The poppy Johnny Appleweed is a potential hit single, with its singable melody and recognizable character story. Combine this with Brian’s lively delivery of the song and you have all the right ingredients for success. The bluesy Think It Over showcases Jones’ guitar skills as this is the best part of the song. It’s a pretty good song apart from that too, but with the standards Jones is setting for himself I don’t consider it to be his best on this album.
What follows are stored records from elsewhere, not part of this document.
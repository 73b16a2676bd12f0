//! Proposed edits to a service profile.
//!
//! A diff either applies directly (cosmetic fields) or forces
//! re-verification: changes to location, category, or emergency eligibility
//! are significant and route the listing back through review.

use serde::{Deserialize, Serialize};

use crate::common::GeoPoint;
use crate::domains::services::models::{OperatingHours, ServiceCategory};

/// Partial update to a service profile. `None` fields are untouched.
#[derive(Debug, Clone, Default, Serialize, Deserialize)]
pub struct ServiceDiff {
    pub name: Option<String>,
    pub description: Option<String>,
    pub tags: Option<Vec<String>>,
    pub hours: Option<OperatingHours>,
    pub max_capacity: Option<u32>,
    pub position: Option<GeoPoint>,
    pub category: Option<ServiceCategory>,
    pub is_emergency_service: Option<bool>,
}

impl ServiceDiff {
    /// Significant edits force re-verification: location, category/type, or
    /// emergency-eligibility changes.
    pub fn is_significant(&self) -> bool {
        self.position.is_some() || self.category.is_some() || self.is_emergency_service.is_some()
    }

    pub fn is_empty(&self) -> bool {
        self.name.is_none()
            && self.description.is_none()
            && self.tags.is_none()
            && self.hours.is_none()
            && self.max_capacity.is_none()
            && self.position.is_none()
            && self.category.is_none()
            && self.is_emergency_service.is_none()
    }
}

#[cfg(test)]
mod tests {
    use super::*;

    #[test]
    fn test_cosmetic_diff_is_not_significant() {
        let diff = ServiceDiff {
            name: Some("New Name".into()),
            description: Some("Updated description".into()),
            ..Default::default()
        };
        assert!(!diff.is_significant());
        assert!(!diff.is_empty());
    }

    #[test]
    fn test_location_category_eligibility_are_significant() {
        let position = ServiceDiff {
            position: Some(GeoPoint::new(44.98, -93.27).unwrap()),
            ..Default::default()
        };
        let category = ServiceDiff {
            category: Some(ServiceCategory::Shelter),
            ..Default::default()
        };
        let eligibility = ServiceDiff {
            is_emergency_service: Some(true),
            ..Default::default()
        };
        assert!(position.is_significant());
        assert!(category.is_significant());
        assert!(eligibility.is_significant());
    }

    #[test]
    fn test_empty_diff() {
        assert!(ServiceDiff::default().is_empty());
    }
}
//! Search query surface.

use typed_builder::TypedBuilder;

use crate::common::GeoPoint;
use crate::domains::services::models::ServiceCategory;

/// One search invocation. The strategy is named at call time and resolved
/// against the strategy table; unknown names fail closed.
#[derive(Debug, Clone, TypedBuilder)]
pub struct SearchQuery {
    /// Strategy name: text, geographic, category, emergency, availability,
    /// or smart.
    #[builder(setter(into))]
    pub strategy: String,

    #[builder(default, setter(strip_option, into))]
    pub free_text: Option<String>,

    #[builder(default, setter(strip_option))]
    pub category: Option<ServiceCategory>,

    #[builder(default, setter(strip_option))]
    pub max_distance_km: Option<f64>,

    #[builder(default, setter(strip_option))]
    pub user_location: Option<GeoPoint>,
}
But with Maybe Then we have another gem on our hands. The gentle and mid-tempo rootsy pop song has the ability to crossover into AC radio as well as country radio. It’s a good middle way and especially Jones’ vocals come out perfectly. And though there’s a certain contrast with the former song, As Of Yet is a natural continuation of the album. The lack of vocals is something you hardly notice because Brian is able to let the instruments speak (especially his guitar). The song tells a story without words, which makes it even better, in my opinion.
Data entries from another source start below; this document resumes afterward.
//! StatusEngine behavior: derived-status thresholds, validation,
//! authorization, cadence, conditional writes, and the audit log.

mod common;

use chrono::{Duration, Utc};

use common::TestHarness;
use engine_core::common::EngineError;
use engine_core::config::EngineConfig;
use engine_core::domains::services::factory::build_service;
use engine_core::domains::services::models::{ChangeKind, OperatingStatus, ServiceCategory};
use engine_core::domains::status::engine::SubmitStatusUpdate;
use engine_core::kernel::ServiceStore;

// ============================================================================
// Derived status thresholds
// ============================================================================

#[tokio::test]
async fn capacity_updates_follow_threshold_table() {
    let harness = TestHarness::new();
    let manager = TestHarness::manager();
    let service = harness
        .seed_public(
            TestHarness::listing("Downtown Shelter", ServiceCategory::Shelter, 40.0, -74.0, manager),
            manager,
        )
        .await;
    assert_eq!(service.max_capacity, 10);

    let accepted = harness
        .engine
        .submit_status_update(manager, SubmitStatusUpdate::capacity(service.id, 9))
        .await
        .unwrap();
    assert_eq!(accepted.service.operating_status, OperatingStatus::NearCapacity);

    let accepted = harness
        .engine
        .submit_status_update(manager, SubmitStatusUpdate::capacity(service.id, 10))
        .await
        .unwrap();
    assert_eq!(accepted.service.operating_status, OperatingStatus::Full);

    let accepted = harness
        .engine
        .submit_status_update(manager, SubmitStatusUpdate::capacity(service.id, 5))
        .await
        .unwrap();
    assert_eq!(accepted.service.operating_status, OperatingStatus::Open);
}

#[tokio::test]
async fn over_capacity_is_representable_and_full() {
    let harness = TestHarness::new();
    let manager = TestHarness::manager();
    let service = harness
        .seed_public(
            TestHarness::listing("Food Line", ServiceCategory::Food, 40.0, -74.0, manager),
            manager,
        )
        .await;

    let accepted = harness
        .engine
        .submit_status_update(manager, SubmitStatusUpdate::capacity(service.id, 14))
        .await
        .unwrap();
    assert_eq!(accepted.service.current_capacity, 14);
    assert_eq!(accepted.service.operating_status, OperatingStatus::Full);
}

#[tokio::test]
async fn explicit_status_latches_until_next_capacity_update() {
    let harness = TestHarness::new();
    let manager = TestHarness::manager();
    let service = harness
        .seed_public(
            TestHarness::listing("Legal Clinic", ServiceCategory::Legal, 40.0, -74.0, manager),
            manager,
        )
        .await;

    let accepted = harness
        .engine
        .submit_status_update(
            manager,
            SubmitStatusUpdate::status(service.id, OperatingStatus::TemporarilyClosed),
        )
        .await
        .unwrap();
    assert_eq!(
        accepted.service.operating_status,
        OperatingStatus::TemporarilyClosed
    );
    assert!(accepted.service.status_is_manual);
    assert_eq!(accepted.record.change, ChangeKind::OperatingStatus);

    // The next capacity update reverts to the derived status
    let accepted = harness
        .engine
        .submit_status_update(manager, SubmitStatusUpdate::capacity(service.id, 2))
        .await
        .unwrap();
    assert_eq!(accepted.service.operating_status, OperatingStatus::Open);
    assert!(!accepted.service.status_is_manual);
}

// ============================================================================
// Validation and authorization
// ============================================================================

#[tokio::test]
async fn rejects_empty_and_negative_updates() {
    let harness = TestHarness::new();
    let manager = TestHarness::manager();
    let service = harness
        .seed_public(
            TestHarness::listing("Job Center", ServiceCategory::Employment, 40.0, -74.0, manager),
            manager,
        )
        .await;

    let empty = SubmitStatusUpdate {
        service_id: service.id,
        new_capacity: None,
        new_status: None,
        note: None,
        expected_version: None,
    };
    let err = harness
        .engine
        .submit_status_update(manager, empty)
        .await
        .unwrap_err();
    assert!(matches!(err, EngineError::Validation(_)));

    let err = harness
        .engine
        .submit_status_update(manager, SubmitStatusUpdate::capacity(service.id, -1))
        .await
        .unwrap_err();
    assert!(matches!(err, EngineError::Validation(_)));
}

#[tokio::test]
async fn only_the_manager_or_admin_may_update() {
    let harness = TestHarness::new();
    let manager = TestHarness::manager();
    let service = harness
        .seed_public(
            TestHarness::listing("Night Shelter", ServiceCategory::Shelter, 40.0, -74.0, manager),
            manager,
        )
        .await;

    let stranger = TestHarness::manager();
    let err = harness
        .engine
        .submit_status_update(stranger, SubmitStatusUpdate::capacity(service.id, 3))
        .await
        .unwrap_err();
    assert!(matches!(err, EngineError::Authorization(_)));

    // Admin override is allowed
    harness
        .engine
        .submit_status_update(harness.admin, SubmitStatusUpdate::capacity(service.id, 3))
        .await
        .unwrap();
}

// ============================================================================
// Cadence
// ============================================================================

#[tokio::test]
async fn routine_pings_are_rate_limited_when_a_floor_is_configured() {
    let config = EngineConfig {
        min_update_interval: Some(Duration::minutes(10)),
        ..EngineConfig::default()
    };
    let harness = TestHarness::with_config(config);
    let manager = TestHarness::manager();
    let service = harness
        .seed_public(
            TestHarness::listing("Warm Meals", ServiceCategory::Food, 40.0, -74.0, manager),
            manager,
        )
        .await;

    // Crosses a band: allowed regardless of cadence
    harness
        .engine
        .submit_status_update(manager, SubmitStatusUpdate::capacity(service.id, 9))
        .await
        .unwrap();

    // Same capacity again: nothing observable changes, inside the floor
    let err = harness
        .engine
        .submit_status_update(manager, SubmitStatusUpdate::capacity(service.id, 9))
        .await
        .unwrap_err();
    assert!(matches!(err, EngineError::RateLimited(_)));

    // Another band crossing is still allowed
    harness
        .engine
        .submit_status_update(manager, SubmitStatusUpdate::capacity(service.id, 10))
        .await
        .unwrap();
}

#[tokio::test]
async fn no_floor_is_enforced_by_default() {
    let harness = TestHarness::new();
    let manager = TestHarness::manager();
    let service = harness
        .seed_public(
            TestHarness::listing("Drop-in Center", ServiceCategory::Social, 40.0, -74.0, manager),
            manager,
        )
        .await;

    for _ in 0..3 {
        harness
            .engine
            .submit_status_update(manager, SubmitStatusUpdate::capacity(service.id, 4))
            .await
            .unwrap();
    }
}

// ============================================================================
// Conditional writes
// ============================================================================

#[tokio::test]
async fn same_version_writers_conflict_exactly_once() {
    let harness = TestHarness::new();
    let manager = TestHarness::manager();
    let service = harness
        .seed_public(
            TestHarness::listing("Bed Registry", ServiceCategory::Shelter, 40.0, -74.0, manager),
            manager,
        )
        .await;

    let version = service.version;

    let mut first = SubmitStatusUpdate::capacity(service.id, 6);
    first.expected_version = Some(version);
    let mut second = SubmitStatusUpdate::capacity(service.id, 7);
    second.expected_version = Some(version);

    let (a, b) = tokio::join!(
        harness.engine.submit_status_update(manager, first),
        harness.engine.submit_status_update(manager, second),
    );

    let outcomes = [a.is_ok(), b.is_ok()];
    assert_eq!(outcomes.iter().filter(|ok| **ok).count(), 1);

    let loser = if a.is_err() { a.unwrap_err() } else { b.unwrap_err() };
    assert!(matches!(loser, EngineError::ConcurrencyConflict { .. }));
}

#[tokio::test]
async fn writers_without_a_pinned_version_retry_and_serialize() {
    let harness = TestHarness::new();
    let manager = TestHarness::manager();
    let service = harness
        .seed_public(
            TestHarness::listing("Clinic Queue", ServiceCategory::Healthcare, 40.0, -74.0, manager),
            manager,
        )
        .await;

    let (a, b) = tokio::join!(
        harness
            .engine
            .submit_status_update(manager, SubmitStatusUpdate::capacity(service.id, 6)),
        harness
            .engine
            .submit_status_update(manager, SubmitStatusUpdate::capacity(service.id, 7)),
    );
    a.unwrap();
    b.unwrap();

    let history = harness.engine.status_history(service.id).await.unwrap();
    assert_eq!(history.len(), 2);
    assert!(history[0].recorded_at < history[1].recorded_at);
}

// ============================================================================
// Audit log
// ============================================================================

#[tokio::test]
async fn every_accepted_update_appends_one_monotonic_record() {
    let harness = TestHarness::new();
    let manager = TestHarness::manager();
    let service = harness
        .seed_public(
            TestHarness::listing("Transit Aid", ServiceCategory::Transportation, 40.0, -74.0, manager),
            manager,
        )
        .await;

    for capacity in [2, 9, 10, 1] {
        harness
            .engine
            .submit_status_update(
                manager,
                SubmitStatusUpdate::capacity(service.id, capacity),
            )
            .await
            .unwrap();
    }

    let history = harness.engine.status_history(service.id).await.unwrap();
    assert_eq!(history.len(), 4);
    for pair in history.windows(2) {
        assert!(pair[0].recorded_at < pair[1].recorded_at);
    }
    assert_eq!(history[1].old_capacity, 2);
    assert_eq!(history[1].new_capacity, 9);
    assert_eq!(history[1].new_status, OperatingStatus::NearCapacity);
}

// ============================================================================
// Staleness sweep
// ============================================================================

#[tokio::test]
async fn sweep_flags_silent_services_only() {
    let harness = TestHarness::new();
    let manager = TestHarness::manager();

    // Insert listings whose last update is in the past
    let quiet = build_service(
        TestHarness::listing("Quiet Shelter", ServiceCategory::Shelter, 40.0, -74.0, manager),
        5.0,
        Utc::now() - Duration::hours(13),
    )
    .unwrap();
    let recent = build_service(
        TestHarness::listing("Active Shelter", ServiceCategory::Shelter, 41.0, -74.0, manager),
        5.0,
        Utc::now() - Duration::hours(11),
    )
    .unwrap();
    harness.deps.services.insert(quiet.clone()).await.unwrap();
    harness.deps.services.insert(recent.clone()).await.unwrap();

    let flagged = harness.engine.run_stale_sweep().await.unwrap();
    assert_eq!(flagged, 1);

    let quiet = harness.deps.services.get(quiet.id).await.unwrap().unwrap();
    let recent = harness.deps.services.get(recent.id).await.unwrap().unwrap();
    assert!(quiet.stale);
    assert!(!recent.stale);

    // The manager gets a reminder
    harness.engine.settle().await;
    assert!(harness.delivery.was_notified(manager.id));

    // An accepted update clears the flag
    harness
        .engine
        .submit_status_update(manager, SubmitStatusUpdate::capacity(quiet.id, 1))
        .await
        .unwrap();
    let cleared = harness.deps.services.get(quiet.id).await.unwrap().unwrap();
    assert!(!cleared.stale);
}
With a tad rockabilly, Jones provides another great guitar song. I Ain’t Jokin’ has a bluesy, rockabilly sound and provides the opportunity to show vocal versatility for Jones. The groovy vocals and precise guitar playing make this one of the very best songs on “Courier”. We now arrive at the very ending of the album, unfortunately. The sweet country ballad A Song To Move Me with its emotional feel and heartfelt delivery is a stellar way to end this impressive record.
With “Courier”, Brian Ashley Jones establishes himself as a rootsy singer/songwriter/guitarist/multi-instrumentalist to watch. His music showcases the highest of qualities and is both enigmatic and powerful. His music moves you and his skills impress you. “Courier” is a must hear for fans of this kind of music.